→ DIRECTIONS FOR THIS TASK: Count each line below that has "when" anywhere in it. Answer with the total alone.

<<<<

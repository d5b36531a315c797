//! # Bit-Packing with Exceptions
//!
//! *Fixed-width integer packing that keeps outliers from setting the width.*
//!
//! ## Intuition First
//!
//! Imagine a row of mailboxes that must all be the same size. If a single
//! parcel is huge, every box has to be built for it and most of them stand
//! half empty. The cheaper plan is to build boxes for the usual letters and
//! leave a note in the box that receives the parcel: "see the storeroom,
//! shelf 3".
//!
//! This crate packs each value of a sequence into `k` bits and sends the few
//! values that need more to a side table, leaving a short index in their slot.
//!
//! ## The Problem
//!
//! Postings lists, sensor samples and similar arrays are mostly small numbers
//! with rare large ones:
//! - **Plain packing**: `k = max bit-length`, one outlier inflates every slot.
//! - **Exceptions**: a one-bit tag per slot, plus an index and a full word for
//!   each outlier. Pays off when outliers are rare.
//!
//! Which one wins depends on the data, so the width is chosen per sequence by
//! costing all 32 candidates (see [`width`]).
//!
//! ## Layouts
//!
//! ```text
//! noncrossing   | p0 | p1 | p2 |pad|  | p3 | p4 | ... |      payloads stay inside a word
//! crossing      | p0 | p1 | p2 | p3|  |p3'| p4 | ...  |      payloads may span two words
//! ```
//!
//! [`NonCrossing`] wastes a few bits per word so that no payload is split.
//! [`Crossing`] packs back to back and is never larger.
//!
//! ## Complexity Analysis
//!
//! - **compress**: $O(n)$ (width histogram plus one packing pass).
//! - **decompress**: $O(n)$.
//! - **get(i)**: $O(i)$. Payload lengths vary, so there is no fixed stride.
//! - **Space**: `size_bits() = 32 * (words + outliers)`.
//!
//! ## What Could Go Wrong
//!
//! 1. **Dense outliers**: once outliers stop being rare the search simply
//!    picks the plain width; exceptions are never forced.
//! 2. **Random access**: `get` replays the stream from the start. Decode once
//!    with `decompress` when reading many positions.
//!
//! ## Example
//!
//! ```
//! use bitpacker::{create, BitPacker};
//!
//! let mut values = vec![1u32, 2, 3].repeat(30);
//! values.push(1 << 30);
//!
//! let mut codec = create("crossing", true).unwrap();
//! codec.compress(&values);
//! assert_eq!(codec.decompress(), values);
//! assert_eq!(codec.get(90).unwrap(), 1 << 30);
//! assert!(codec.size_bits() < values.len() * 32);
//! ```

#![warn(missing_docs)]
#![warn(clippy::all)]

pub mod crossing;
pub mod cursor;
pub mod error;
pub mod factory;
pub mod noncrossing;
pub mod packed;
pub mod report;
pub mod width;

pub use crossing::Crossing;
pub use error::{Error, Result};
pub use factory::{create, Codec, Kind};
pub use noncrossing::NonCrossing;
pub use packed::{BitPacker, Layout, Packer};
pub use report::Report;

/// Size of one packed word in bits.
pub const WORD_BITS: u32 = 32;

>>>>

→ EXERCISE ANSWER: 2